**Data records:**
================================
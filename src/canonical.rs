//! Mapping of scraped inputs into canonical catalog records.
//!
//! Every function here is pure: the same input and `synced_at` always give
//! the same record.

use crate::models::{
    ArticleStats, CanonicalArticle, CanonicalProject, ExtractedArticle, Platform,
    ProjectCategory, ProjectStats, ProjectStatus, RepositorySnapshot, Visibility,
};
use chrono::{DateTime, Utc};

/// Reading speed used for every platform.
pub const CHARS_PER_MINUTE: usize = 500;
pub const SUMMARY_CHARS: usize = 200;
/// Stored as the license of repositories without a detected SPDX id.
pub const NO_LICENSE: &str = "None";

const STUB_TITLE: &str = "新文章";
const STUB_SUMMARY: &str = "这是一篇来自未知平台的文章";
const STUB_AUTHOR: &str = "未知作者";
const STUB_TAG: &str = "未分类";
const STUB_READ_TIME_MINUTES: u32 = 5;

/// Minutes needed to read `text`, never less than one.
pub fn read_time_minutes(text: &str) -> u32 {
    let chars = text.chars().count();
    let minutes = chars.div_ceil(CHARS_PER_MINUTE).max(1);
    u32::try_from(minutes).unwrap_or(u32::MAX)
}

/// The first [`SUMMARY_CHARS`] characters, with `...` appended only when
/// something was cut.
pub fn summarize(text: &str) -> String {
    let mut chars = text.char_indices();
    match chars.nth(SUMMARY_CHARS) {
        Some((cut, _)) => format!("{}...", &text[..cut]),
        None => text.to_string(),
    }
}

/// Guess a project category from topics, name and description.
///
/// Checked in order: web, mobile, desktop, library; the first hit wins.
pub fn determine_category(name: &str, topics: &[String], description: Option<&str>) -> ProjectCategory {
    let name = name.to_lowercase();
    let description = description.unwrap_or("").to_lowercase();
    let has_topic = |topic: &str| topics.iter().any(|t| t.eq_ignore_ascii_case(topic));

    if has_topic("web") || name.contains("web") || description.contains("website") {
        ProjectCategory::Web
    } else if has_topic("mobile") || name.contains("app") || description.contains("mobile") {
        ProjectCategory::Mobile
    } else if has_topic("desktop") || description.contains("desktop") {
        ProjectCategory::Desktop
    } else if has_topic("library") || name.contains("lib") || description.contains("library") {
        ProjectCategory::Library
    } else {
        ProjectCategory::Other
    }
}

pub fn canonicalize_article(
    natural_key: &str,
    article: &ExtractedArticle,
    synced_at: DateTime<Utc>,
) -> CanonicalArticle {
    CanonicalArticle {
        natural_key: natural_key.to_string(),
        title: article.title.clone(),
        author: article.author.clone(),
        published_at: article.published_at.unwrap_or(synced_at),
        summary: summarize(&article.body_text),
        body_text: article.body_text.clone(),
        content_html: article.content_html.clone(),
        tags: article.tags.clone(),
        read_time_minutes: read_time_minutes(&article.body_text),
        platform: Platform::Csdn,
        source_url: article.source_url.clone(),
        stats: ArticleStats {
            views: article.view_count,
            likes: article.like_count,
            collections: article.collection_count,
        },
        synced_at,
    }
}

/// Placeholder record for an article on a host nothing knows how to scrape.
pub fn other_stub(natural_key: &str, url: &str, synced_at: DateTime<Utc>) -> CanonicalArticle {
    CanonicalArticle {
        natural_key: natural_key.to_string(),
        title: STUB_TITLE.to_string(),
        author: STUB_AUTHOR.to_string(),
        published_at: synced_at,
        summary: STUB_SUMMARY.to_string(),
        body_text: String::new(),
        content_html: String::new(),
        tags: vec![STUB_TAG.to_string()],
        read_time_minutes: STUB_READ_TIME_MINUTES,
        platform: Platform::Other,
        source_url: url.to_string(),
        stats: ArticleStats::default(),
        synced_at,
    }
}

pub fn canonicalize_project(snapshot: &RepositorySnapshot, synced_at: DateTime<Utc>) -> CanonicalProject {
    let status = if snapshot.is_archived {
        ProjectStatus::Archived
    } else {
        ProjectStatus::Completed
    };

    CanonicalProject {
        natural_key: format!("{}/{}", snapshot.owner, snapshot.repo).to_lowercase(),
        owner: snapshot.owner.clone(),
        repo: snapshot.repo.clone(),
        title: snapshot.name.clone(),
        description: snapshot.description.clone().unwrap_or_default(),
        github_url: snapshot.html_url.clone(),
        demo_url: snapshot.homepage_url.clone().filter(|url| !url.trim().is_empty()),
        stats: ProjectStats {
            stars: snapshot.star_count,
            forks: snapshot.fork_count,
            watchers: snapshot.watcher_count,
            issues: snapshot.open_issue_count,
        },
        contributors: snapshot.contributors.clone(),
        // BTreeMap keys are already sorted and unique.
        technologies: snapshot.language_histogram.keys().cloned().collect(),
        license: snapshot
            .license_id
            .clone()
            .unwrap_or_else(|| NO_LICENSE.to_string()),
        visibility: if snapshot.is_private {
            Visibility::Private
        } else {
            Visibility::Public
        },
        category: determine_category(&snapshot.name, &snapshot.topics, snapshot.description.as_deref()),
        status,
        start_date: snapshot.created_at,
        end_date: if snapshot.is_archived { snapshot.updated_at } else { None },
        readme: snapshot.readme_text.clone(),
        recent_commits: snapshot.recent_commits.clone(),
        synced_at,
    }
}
================================
**Work required:**
Output each line of the entries exactly, so that nothing is lost.

**Reply to the task:**
filename src/canonical.rs
//! Mapping of scraped inputs into canonical catalog records.
//!
//! Every function here is pure: the same input and `synced_at` always give
//! the same record.

use crate::models::{
    ArticleStats, CanonicalArticle, CanonicalProject, ExtractedArticle, Platform,
    ProjectCategory, ProjectStats, ProjectStatus, RepositorySnapshot, Visibility,
};
use chrono::{DateTime, Utc};

/// Reading speed used for every platform.
pub const CHARS_PER_MINUTE: usize = 500;
pub const SUMMARY_CHARS: usize = 200;
/// Stored as the license of repositories without a detected SPDX id.
pub const NO_LICENSE: &str = "None";

const STUB_TITLE: &str = "新文章";
const STUB_SUMMARY: &str = "这是一篇来自未知平台的文章";
const STUB_AUTHOR: &str = "未知作者";
const STUB_TAG: &str = "未分类";
const STUB_READ_TIME_MINUTES: u32 = 5;

/// Minutes needed to read `text`, never less than one.
pub fn read_time_minutes(text: &str) -> u32 {
    let chars = text.chars().count();
    let minutes = chars.div_ceil(CHARS_PER_MINUTE).max(1);
    u32::try_from(minutes).unwrap_or(u32::MAX)
}

/// The first [`SUMMARY_CHARS`] characters, with `...` appended only when
/// something was cut.
pub fn summarize(text: &str) -> String {
    let mut chars = text.char_indices();
    match chars.nth(SUMMARY_CHARS) {
        Some((cut, _)) => format!("{}...", &text[..cut]),
        None => text.to_string(),
    }
}

/// Guess a project category from topics, name and description.
///
/// Checked in order: web, mobile, desktop, library; the first hit wins.
pub fn determine_category(name: &str, topics: &[String], description: Option<&str>) -> ProjectCategory {
    let name = name.to_lowercase();
    let description = description.unwrap_or("").to_lowercase();
    let has_topic = |topic: &str| topics.iter().any(|t| t.eq_ignore_ascii_case(topic));

    if has_topic("web") || name.contains("web") || description.contains("website") {
        ProjectCategory::Web
    } else if has_topic("mobile") || name.contains("app") || description.contains("mobile") {
        ProjectCategory::Mobile
    } else if has_topic("desktop") || description.contains("desktop") {
        ProjectCategory::Desktop
    } else if has_topic("library") || name.contains("lib") || description.contains("library") {
        ProjectCategory::Library
    } else {
        ProjectCategory::Other
    }
}

pub fn canonicalize_article(
    natural_key: &str,
    article: &ExtractedArticle,
    synced_at: DateTime<Utc>,
) -> CanonicalArticle {
    CanonicalArticle {
        natural_key: natural_key.to_string(),
        title: article.title.clone(),
        author: article.author.clone(),
        published_at: article.published_at.unwrap_or(synced_at),
        summary: summarize(&article.body_text),
        body_text: article.body_text.clone(),
        content_html: article.content_html.clone(),
        tags: article.tags.clone(),
        read_time_minutes: read_time_minutes(&article.body_text),
        platform: Platform::Csdn,
        source_url: article.source_url.clone(),
        stats: ArticleStats {
            views: article.view_count,
            likes: article.like_count,
            collections: article.collection_count,
        },
        synced_at,
    }
}

/// Placeholder record for an article on a host nothing knows how to scrape.
pub fn other_stub(natural_key: &str, url: &str, synced_at: DateTime<Utc>) -> CanonicalArticle {
    CanonicalArticle {
        natural_key: natural_key.to_string(),
        title: STUB_TITLE.to_string(),
        author: STUB_AUTHOR.to_string(),
        published_at: synced_at,
        summary: STUB_SUMMARY.to_string(),
        body_text: String::new(),
        content_html: String::new(),
        tags: vec![STUB_TAG.to_string()],
        read_time_minutes: STUB_READ_TIME_MINUTES,
        platform: Platform::Other,
        source_url: url.to_string(),
        stats: ArticleStats::default(),
        synced_at,
    }
}

pub fn canonicalize_project(snapshot: &RepositorySnapshot, synced_at: DateTime<Utc>) -> CanonicalProject {
    let status = if snapshot.is_archived {
        ProjectStatus::Archived
    } else {
        ProjectStatus::Completed
    };

    CanonicalProject {
        natural_key: format!("{}/{}", snapshot.owner, snapshot.repo).to_lowercase(),
        owner: snapshot.owner.clone(),
        repo: snapshot.repo.clone(),
        title: snapshot.name.clone(),
        description: snapshot.description.clone().unwrap_or_default(),
        github_url: snapshot.html_url.clone(),
        demo_url: snapshot.homepage_url.clone().filter(|url| !url.trim().is_empty()),
        stats: ProjectStats {
            stars: snapshot.star_count,
            forks: snapshot.fork_count,
            watchers: snapshot.watcher_count,
            issues: snapshot.open_issue_count,
        },
        contributors: snapshot.contributors.clone(),
        // BTreeMap keys are already sorted and unique.
        technologies: snapshot.language_histogram.keys().cloned().collect(),
        license: snapshot
            .license_id
            .clone()
            .unwrap_or_else(|| NO_LICENSE.to_string()),
        visibility: if snapshot.is_private {
            Visibility::Private
        } else {
            Visibility::Public
        },
        category: determine_category(&snapshot.name, &snapshot.topics, snapshot.description.as_deref()),
        status,
        start_date: snapshot.created_at,
        end_date: if snapshot.is_archived { snapshot.updated_at } else { None },
        readme: snapshot.readme_text.clone(),
        recent_commits: snapshot.recent_commits.clone(),
        synced_at,
    }
}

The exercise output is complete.